Altering of the Electric and Magnetic Dipole Transition Probability of Eu3+ in YPO4 Lattice by Codoping of K+ Ion: Potential Materials for Imaging and Heating

Aqueous, dispersible, luminescent YPO4:Eu3+-K+ and hybrid magnetic-luminescent Fe3O4@YPO4:Eu3+-K+ nanoparticles are prepared at an optimum temperature with a simple synthesis route. The shape of YPO4:Eu3+-K+ nanoparticles is found to be nanorods. Photoluminescence spectrum of a sample upon excitation at 395 nm shows the characteristic peaks of Eu3+ such as magnetic–dipole transition (5D0 → 7F1) at 592 nm, the electric–dipole transition (5D0 → 7F2) at 615 nm, and electric–dipole transition (5D0 → 7F4) at 695 nm.
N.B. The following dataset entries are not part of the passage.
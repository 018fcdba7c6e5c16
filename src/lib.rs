//! Color-key "invisibility cloak" compositor.
//!
//! A background still is captured once per session; every live frame is then
//! segmented by hue against a cloak color profile, the mask is cleaned up
//! morphologically, and background pixels are substituted wherever the cloak
//! was found.

pub mod background;
pub mod capture;
pub mod composite;
pub mod config;
pub mod error;
pub mod output;
pub mod pipeline;
pub mod segmentation;

pub use background::{BackgroundMode, BackgroundModel};
pub use config::PipelineConfig;
pub use error::{CloakError, Result};
pub use pipeline::{PipelineController, PipelineState, SessionEnd, SessionReport, StateHandle, StopSignal};
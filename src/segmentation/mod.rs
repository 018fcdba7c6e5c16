mod color_key;
pub mod hsv;
pub mod profile;
mod refine;
pub mod types;

pub use color_key::ColorKeySegmenter;
pub use hsv::{Hsv, HsvImage};
pub use profile::{lookup, profile_names, profiles, ColorProfile, HsvRange};
pub use refine::MaskRefiner;
pub use types::Mask;
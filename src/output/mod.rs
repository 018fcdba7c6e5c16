mod loopback;

pub use loopback::V4L2Output;

use anyhow::Result;
use image::RgbImage;

/// Trait for composite frame destinations
pub trait OutputSink {
    /// Accept one finished frame
    fn write_frame(&mut self, frame: &RgbImage) -> Result<()>;

    /// Get the expected output resolution
    fn resolution(&self) -> (u32, u32);
}
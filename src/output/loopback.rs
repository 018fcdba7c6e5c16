use super::OutputSink;
use anyhow::{Context, Result};
use image::RgbImage;
use std::fs::File;
use std::io::Write;
use std::path::Path;
use v4l::video::Output;
use v4l::{Device, FourCC};

/// Writes composites to a v4l2loopback device so any video app can show them
pub struct V4L2Output {
    file: File,
    width: u32,
    height: u32,
}

impl V4L2Output {
    /// Open the loopback device and size the sink to whatever format the
    /// driver actually accepted
    pub fn new<P: AsRef<Path>>(device_path: P, width: u32, height: u32) -> Result<Self> {
        let path = device_path.as_ref();
        let (width, height) = negotiate_yuyv(path, width, height)?;

        let file = File::options()
            .write(true)
            .open(path)
            .with_context(|| format!("Failed to open v4l2loopback device at {}", path.display()))?;

        tracing::info!("Writing YUYV {}x{} to {}", width, height, path.display());
        Ok(Self { file, width, height })
    }
}

fn negotiate_yuyv(path: &Path, width: u32, height: u32) -> Result<(u32, u32)> {
    let device = Device::with_path(path)
        .with_context(|| format!("Failed to open {} for format setup", path.display()))?;

    let mut format = Output::format(&device).context("Failed to query output format")?;
    format.width = width;
    format.height = height;
    format.fourcc = FourCC::new(b"YUYV");

    let applied = Output::set_format(&device, &format).context("Failed to set output format")?;
    if (applied.width, applied.height) != (width, height) {
        tracing::warn!(
            "Loopback accepted {}x{} instead of {}x{}",
            applied.width,
            applied.height,
            width,
            height
        );
    }

    Ok((applied.width, applied.height))
}

/// Pack RGB into YUV422 (YUYV): two lumas per pixel pair, chroma averaged
/// across the pair. An odd trailing pixel is paired with itself.
fn rgb_to_yuyv(rgb_image: &RgbImage) -> Vec<u8> {
    let (width, height) = rgb_image.dimensions();
    let row_bytes = width as usize * 3;
    let mut yuyv = Vec::with_capacity(width.div_ceil(2) as usize * 4 * height as usize);

    if row_bytes == 0 {
        return yuyv;
    }

    for row in rgb_image.as_raw().chunks_exact(row_bytes) {
        for pair in row.chunks(6) {
            let (first, second) = pair.split_at(3);
            let second = if second.is_empty() { first } else { second };

            let (y0, u0, v0) = yuv(first);
            let (y1, u1, v1) = yuv(second);
            yuyv.extend_from_slice(&[y0, ((u0 + u1) / 2) as u8, y1, ((v0 + v1) / 2) as u8]);
        }
    }

    yuyv
}

/// Full-range BT.601 in 8.8 fixed point; chroma returned unpacked for averaging
fn yuv(rgb: &[u8]) -> (u8, u16, u16) {
    let (r, g, b) = (rgb[0] as i32, rgb[1] as i32, rgb[2] as i32);

    let y = (77 * r + 150 * g + 29 * b + 128) >> 8;
    let u = ((-43 * r - 85 * g + 128 * b + 128) >> 8) + 128;
    let v = ((128 * r - 107 * g - 21 * b + 128) >> 8) + 128;

    (y.clamp(0, 255) as u8, u.clamp(0, 255) as u16, v.clamp(0, 255) as u16)
}

impl OutputSink for V4L2Output {
    fn write_frame(&mut self, frame: &RgbImage) -> Result<()> {
        let yuyv_data = if frame.dimensions() != (self.width, self.height) {
            let resized = image::imageops::resize(
                frame,
                self.width,
                self.height,
                image::imageops::FilterType::Triangle,
            );
            rgb_to_yuyv(&resized)
        } else {
            rgb_to_yuyv(frame)
        };

        self.file
            .write_all(&yuyv_data)
            .context("Failed to write frame to v4l2loopback device")?;

        Ok(())
    }

    fn resolution(&self) -> (u32, u32) {
        (self.width, self.height)
    }
}
mod v4l_capture;

pub use v4l_capture::{WebcamCapture, WebcamSource};

use anyhow::Result;
use image::RgbImage;

/// Something that can open a camera stream for one session
pub trait CameraSource {
    type Stream: CaptureStream;

    /// Acquire the camera. The stream is released when dropped.
    fn open(&mut self) -> Result<Self::Stream>;
}

/// Trait for an open camera stream
pub trait CaptureStream {
    /// Capture a single frame
    fn capture_frame(&mut self) -> Result<RgbImage>;

    /// Get the resolution of captured frames
    fn resolution(&self) -> (u32, u32);
}
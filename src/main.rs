use anyhow::{Context, Result};
use clap::{Parser, ValueEnum};
use cloak::capture::WebcamSource;
use cloak::output::V4L2Output;
use cloak::segmentation::{profile_names, profiles, HsvRange};
use cloak::{BackgroundMode, PipelineConfig, PipelineController, StopSignal};
use std::io::BufRead;
use std::time::Duration;

#[derive(Parser, Debug)]
#[command(author, version, about, long_about = None)]
struct Args {
    /// Cloak color, by name or menu number (see --list-colors)
    #[arg(short, long, default_value = "red")]
    color: String,

    /// List the available cloak colors and exit
    #[arg(long)]
    list_colors: bool,

    /// Input webcam device index
    #[arg(short, long, default_value_t = 0)]
    input_device: u32,

    /// Output v4l2loopback device path
    #[arg(short, long, default_value = "/dev/video10")]
    output_device: String,

    /// Capture resolution width
    #[arg(long, default_value_t = 640)]
    capture_width: u32,

    /// Capture resolution height
    #[arg(long, default_value_t = 480)]
    capture_height: u32,

    /// Output resolution width
    #[arg(long, default_value_t = 640)]
    output_width: u32,

    /// Output resolution height
    #[arg(long, default_value_t = 480)]
    output_height: u32,

    /// Target frames per second
    #[arg(long, default_value_t = 20)]
    fps: u32,

    /// Milliseconds to wait for exposure to settle before the background is sampled
    #[arg(long, default_value_t = 2000)]
    warmup_ms: u64,

    /// Frames read for the background window
    #[arg(long, default_value_t = 30)]
    background_frames: u32,

    /// How the background window is reduced to one image
    #[arg(long, value_enum, default_value_t = BackgroundArg::Latest)]
    background_mode: BackgroundArg,

    /// Stop after this many frames
    #[arg(long)]
    max_frames: Option<u64>,

    /// Show the cleaned cloak mask instead of the composite
    #[arg(long)]
    show_mask: bool,

    /// Enable debug logging
    #[arg(long)]
    debug: bool,
}

#[derive(ValueEnum, Clone, Copy, Debug)]
enum BackgroundArg {
    Latest,
    Average,
}

impl From<BackgroundArg> for BackgroundMode {
    fn from(arg: BackgroundArg) -> Self {
        match arg {
            BackgroundArg::Latest => BackgroundMode::Latest,
            BackgroundArg::Average => BackgroundMode::Average,
        }
    }
}

impl Args {
    fn pipeline_config(&self) -> PipelineConfig {
        PipelineConfig {
            warmup: Duration::from_millis(self.warmup_ms),
            background_frames: self.background_frames,
            background_mode: self.background_mode.into(),
            target_fps: Some(self.fps),
            max_frames: self.max_frames,
            show_mask: self.show_mask,
            ..Default::default()
        }
    }

    /// Menu numbers map onto the profile table order
    fn color_name(&self) -> String {
        match self.color.trim().parse::<usize>() {
            Ok(n) if n >= 1 => profile_names()
                .nth(n - 1)
                .map(str::to_string)
                .unwrap_or_else(|| self.color.clone()),
            _ => self.color.clone(),
        }
    }
}

fn main() -> Result<()> {
    let args = Args::parse();

    if args.list_colors {
        return list_colors();
    }

    // Initialize logging
    let log_level = if args.debug {
        tracing::Level::DEBUG
    } else {
        tracing::Level::INFO
    };

    tracing_subscriber::fmt()
        .with_max_level(log_level)
        .with_target(false)
        .init();

    tracing::info!("Cloak starting");
    tracing::info!("Capture: {}x{}", args.capture_width, args.capture_height);
    tracing::info!("Output: {}x{}", args.output_width, args.output_height);
    tracing::info!("Target FPS: {}", args.fps);

    let source = WebcamSource::new(args.input_device, args.capture_width, args.capture_height);

    let mut output = V4L2Output::new(&args.output_device, args.output_width, args.output_height)
        .context("Failed to initialize v4l2loopback output")?;

    let mut controller = PipelineController::new(source, args.pipeline_config());
    spawn_console_control(controller.stop_signal());

    let color = args.color_name();
    tracing::info!("Selected cloak color: {}", color);
    tracing::info!("Step out of the frame for the background capture; type q then Enter to stop");

    let report = match controller.start(&color, &mut output) {
        Ok(report) => report,
        Err(e) if e.is_rejected_before_capture() => {
            eprintln!("{}", e);
            list_colors()?;
            return Err(e).context("No cloak session started");
        }
        Err(e) => return Err(e).context("Cloak session failed"),
    };

    tracing::info!(
        "{} cloak stopped after {} frames",
        report.profile,
        report.frames_delivered
    );

    Ok(())
}

/// Print the color menu with each profile's HSV bounds
fn list_colors() -> Result<()> {
    let table = profiles().context("Built-in color table is invalid")?;
    for (i, profile) in table.iter().enumerate() {
        let bounds: Vec<String> = profile.ranges().iter().map(describe_range).collect();
        println!("  {}. {:<8} {}", i + 1, profile.name(), bounds.join(" or "));
    }
    Ok(())
}

fn describe_range(range: &HsvRange) -> String {
    let (lo, hi) = (range.lower, range.upper);
    format!(
        "H {}-{} S {}-{} V {}-{}",
        lo.h, hi.h, lo.s, hi.s, lo.v, hi.v
    )
}

/// Set the stop signal when `q` is entered on stdin
fn spawn_console_control(stop: StopSignal) {
    std::thread::spawn(move || {
        let stdin = std::io::stdin();
        for line in stdin.lock().lines() {
            match line {
                Ok(line) if line.trim().eq_ignore_ascii_case("q") => {
                    tracing::info!("Stop requested");
                    stop.set();
                    break;
                }
                Ok(_) => {}
                Err(e) => {
                    tracing::warn!("Console input closed: {}", e);
                    break;
                }
            }
        }
    });
}
use axum::Json;
use serde_json::{json, Value};

/// GET /health
/// Returns a simple status object with service version.
pub async fn health_handler() -> Json<Value> {
    Json(json!({
        "status": "ok",
        "version": env!("CARGO_PKG_VERSION"),
        "service": "resume-extractor-api"
    }))
}
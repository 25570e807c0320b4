//! Local tagger backend — deterministic pattern/lexicon NER.
//!
//! No ML runtime is embedded: this backend promotes the heuristics the service
//! would otherwise fall back on into a first-class tagger satisfying the same
//! `tag(text) -> spans` contract as the remote model. Fully deterministic, so
//! identical input always yields identical spans.

use async_trait::async_trait;
use once_cell::sync::Lazy;
use regex::Regex;

use crate::document::PlainText;
use crate::tagger::{EntityLabel, EntitySpan, EntityTagger, TaggerError};

/// Year ranges like `2021-2024`, `2019 – present`, `2020 to 2022`.
static DATE_RANGE_RE: Lazy<Regex> = Lazy::new(|| {
    Regex::new(r"(?i)\b(19|20)\d{2}\s*(?:[-–—]|to)\s*(?:(19|20)\d{2}|present|now|current)\b")
        .expect("valid date range regex")
});

/// Bare years, for lines without an explicit range.
static YEAR_RE: Lazy<Regex> =
    Lazy::new(|| Regex::new(r"\b(19|20)\d{2}\b").expect("valid year regex"));

/// Capitalized token runs ending in a corporate/institutional suffix.
static ORG_SUFFIX_RE: Lazy<Regex> = Lazy::new(|| {
    Regex::new(
        r"\b([A-Z][\w&.-]*(?:\s+[A-Z][\w&.-]*)*\s+(?:Corp(?:oration)?|Inc|Ltd|LLC|GmbH|Technologies|Labs|Systems|Solutions|Group|University|College|Institute|School)\b\.?)",
    )
    .expect("valid org suffix regex")
});

/// Capitalized token runs introduced by `at` (e.g. `Engineer at ABC Corp`).
static ORG_AT_RE: Lazy<Regex> = Lazy::new(|| {
    Regex::new(r"\bat\s+([A-Z][\w&.-]*(?:\s+[A-Z][\w&.-]*)*)").expect("valid org-at regex")
});

/// A line that is plausibly just a person's name: 2-4 capitalized words,
/// letters only. Checked near the top of the document.
static NAME_LINE_RE: Lazy<Regex> = Lazy::new(|| {
    Regex::new(r"^[A-Z][a-z]+(?:\s+[A-Z][a-z'.-]+){1,3}$").expect("valid name line regex")
});

/// How far down the document the name is still looked for.
const NAME_SEARCH_LINES: usize = 5;

const NAME_CONFIDENCE: f32 = 0.90;
const ORG_CONFIDENCE: f32 = 0.85;
const DATE_CONFIDENCE: f32 = 0.95;

/// Deterministic pattern-based tagger. Constructed once at startup and shared
/// read-only across requests; `tag` takes `&self` and mutates nothing.
#[derive(Debug, Default)]
pub struct LocalTagger;

impl LocalTagger {
    pub fn new() -> Self {
        Self
    }

    fn tag_line(line_idx: usize, line: &str, spans: &mut Vec<EntitySpan>) {
        // Date ranges first, then bare years that fall outside any range.
        let mut date_ranges: Vec<(usize, usize)> = Vec::new();
        for m in DATE_RANGE_RE.find_iter(line) {
            date_ranges.push((m.start(), m.end()));
            spans.push(EntitySpan {
                text: m.as_str().to_string(),
                label: EntityLabel::Date,
                confidence: DATE_CONFIDENCE,
                line: line_idx,
            });
        }
        for m in YEAR_RE.find_iter(line) {
            let covered = date_ranges
                .iter()
                .any(|&(s, e)| m.start() >= s && m.end() <= e);
            if !covered {
                spans.push(EntitySpan {
                    text: m.as_str().to_string(),
                    label: EntityLabel::Date,
                    confidence: DATE_CONFIDENCE,
                    line: line_idx,
                });
            }
        }

        // Organizations: suffix matches win over `at X` matches on overlap.
        let mut org_ranges: Vec<(usize, usize)> = Vec::new();
        for m in ORG_SUFFIX_RE.find_iter(line) {
            org_ranges.push((m.start(), m.end()));
            spans.push(EntitySpan {
                text: m.as_str().trim_end_matches('.').to_string(),
                label: EntityLabel::Org,
                confidence: ORG_CONFIDENCE,
                line: line_idx,
            });
        }
        for cap in ORG_AT_RE.captures_iter(line) {
            if let Some(m) = cap.get(1) {
                let overlaps = org_ranges.iter().any(|&(s, e)| m.start() < e && m.end() > s);
                if !overlaps {
                    spans.push(EntitySpan {
                        text: m.as_str().to_string(),
                        label: EntityLabel::Org,
                        confidence: ORG_CONFIDENCE,
                        line: line_idx,
                    });
                }
            }
        }
    }
}

#[async_trait]
impl EntityTagger for LocalTagger {
    async fn tag(&self, text: &PlainText) -> Result<Vec<EntitySpan>, TaggerError> {
        let mut spans = Vec::new();

        // Name: first plausible name line among the top non-empty lines.
        for (idx, line) in text
            .lines()
            .iter()
            .enumerate()
            .filter(|(_, l)| !l.trim().is_empty())
            .take(NAME_SEARCH_LINES)
        {
            let trimmed = line.trim();
            if NAME_LINE_RE.is_match(trimmed) {
                spans.push(EntitySpan {
                    text: trimmed.to_string(),
                    label: EntityLabel::Person,
                    confidence: NAME_CONFIDENCE,
                    line: idx,
                });
                break;
            }
        }

        for (idx, line) in text.lines().iter().enumerate() {
            Self::tag_line(idx, line, &mut spans);
        }

        Ok(spans)
    }

    fn backend(&self) -> &'static str {
        "local"
    }
}
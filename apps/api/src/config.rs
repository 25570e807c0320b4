use anyhow::{bail, Context, Result};

/// Which NER backend tags entity spans. Selected once at startup;
/// business logic never branches on this — it sees `dyn EntityTagger` only.
#[derive(Debug, Clone, Copy, PartialEq, Eq)]
pub enum TaggerBackend {
    Local,
    RemoteApi,
}

impl TaggerBackend {
    pub fn as_str(self) -> &'static str {
        match self {
            TaggerBackend::Local => "local",
            TaggerBackend::RemoteApi => "remote-api",
        }
    }
}

/// Optional S3-compatible storage target for uploaded originals.
/// Present only when all four variables are set.
#[derive(Debug, Clone)]
pub struct StorageConfig {
    pub endpoint: String,
    pub bucket: String,
    pub access_key_id: String,
    pub secret_access_key: String,
}

/// Application configuration loaded from environment variables.
#[derive(Debug, Clone)]
pub struct Config {
    pub backend: TaggerBackend,
    /// Required iff `backend == RemoteApi`.
    pub hf_api_token: Option<String>,
    pub storage: Option<StorageConfig>,
    pub port: u16,
    pub rust_log: String,
}

impl Config {
    pub fn from_env() -> Result<Self> {
        dotenvy::dotenv().ok(); // load .env if present; ignore if missing

        let backend = match std::env::var("NER_BACKEND")
            .unwrap_or_else(|_| "local".to_string())
            .as_str()
        {
            "local" => TaggerBackend::Local,
            "remote-api" => TaggerBackend::RemoteApi,
            other => bail!("NER_BACKEND must be 'local' or 'remote-api', got '{other}'"),
        };

        let hf_api_token = std::env::var("HF_API_TOKEN").ok().filter(|t| !t.is_empty());
        if backend == TaggerBackend::RemoteApi && hf_api_token.is_none() {
            bail!("HF_API_TOKEN is required when NER_BACKEND=remote-api");
        }

        let storage = match (
            std::env::var("S3_ENDPOINT").ok(),
            std::env::var("S3_BUCKET").ok(),
            std::env::var("AWS_ACCESS_KEY_ID").ok(),
            std::env::var("AWS_SECRET_ACCESS_KEY").ok(),
        ) {
            (Some(endpoint), Some(bucket), Some(access_key_id), Some(secret_access_key)) => {
                Some(StorageConfig {
                    endpoint,
                    bucket,
                    access_key_id,
                    secret_access_key,
                })
            }
            _ => None,
        };

        Ok(Config {
            backend,
            hf_api_token,
            storage,
            port: std::env::var("PORT")
                .unwrap_or_else(|_| "8080".to_string())
                .parse::<u16>()
                .context("PORT must be a valid port number")?,
            rust_log: std::env::var("RUST_LOG").unwrap_or_else(|_| "info".to_string()),
        })
    }
}
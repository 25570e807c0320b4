//! Output schema for structured resume fields.
//!
//! Every key is always serialized. Missing content defaults to the
//! type-appropriate empty value — the assembler never omits a key.

use serde::{Deserialize, Serialize};

/// Education section: matched lines (or ORG fallback entries).
#[derive(Debug, Clone, Default, PartialEq, Serialize, Deserialize)]
pub struct EducationSection {
    pub entries: Vec<String>,
}

/// Experience section: full matched lines plus short ORG mentions.
#[derive(Debug, Clone, Default, PartialEq, Serialize, Deserialize)]
pub struct ExperienceSection {
    pub summary_lines: Vec<String>,
}

/// The fixed response payload: candidate name plus the seven resume sections.
#[derive(Debug, Clone, Default, PartialEq, Serialize, Deserialize)]
pub struct StructuredFields {
    pub name: String,
    pub introduction: String,
    pub education: EducationSection,
    pub experience: ExperienceSection,
    pub skills: Vec<String>,
    pub certifications: Vec<String>,
    pub projects: Vec<String>,
    pub hobbies: Vec<String>,
}

#[cfg(test)]
mod tests {
    use super::*;

    /// The serialized default must carry every schema key with empty values.
    #[test]
    fn test_default_serializes_all_keys() {
        let json = serde_json::to_value(StructuredFields::default()).unwrap();
        let obj = json.as_object().unwrap();

        for key in [
            "name",
            "introduction",
            "education",
            "experience",
            "skills",
            "certifications",
            "projects",
            "hobbies",
        ] {
            assert!(obj.contains_key(key), "missing key '{key}'");
        }
        assert_eq!(obj.len(), 8);
        assert_eq!(json["name"], "");
        assert_eq!(json["education"]["entries"], serde_json::json!([]));
        assert_eq!(json["experience"]["summary_lines"], serde_json::json!([]));
        assert_eq!(json["skills"], serde_json::json!([]));
    }
}
pub mod health;

use axum::{
    routing::{get, post},
    Router,
};

use crate::extract;
use crate::state::AppState;

pub fn build_router(state: AppState) -> Router {
    Router::new()
        .route("/health", get(health::health_handler))
        .route("/api/v1/resumes/extract", post(extract::handle_extract))
        .with_state(state)
}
Luminescence intensity increases with K+ doping. Interestingly, their luminescence intensities are almost the same. This could be explained by the polarizability effect of the PO4 3– group and K+ upon emission of Eu3+. This high intensity at 695 nm will be useful in bioimaging since this wavelength falls in biological window I. This hybrid material shows a hyperthermia temperature under an AC magnetic field, making this material a potential candidate for cancer therapy.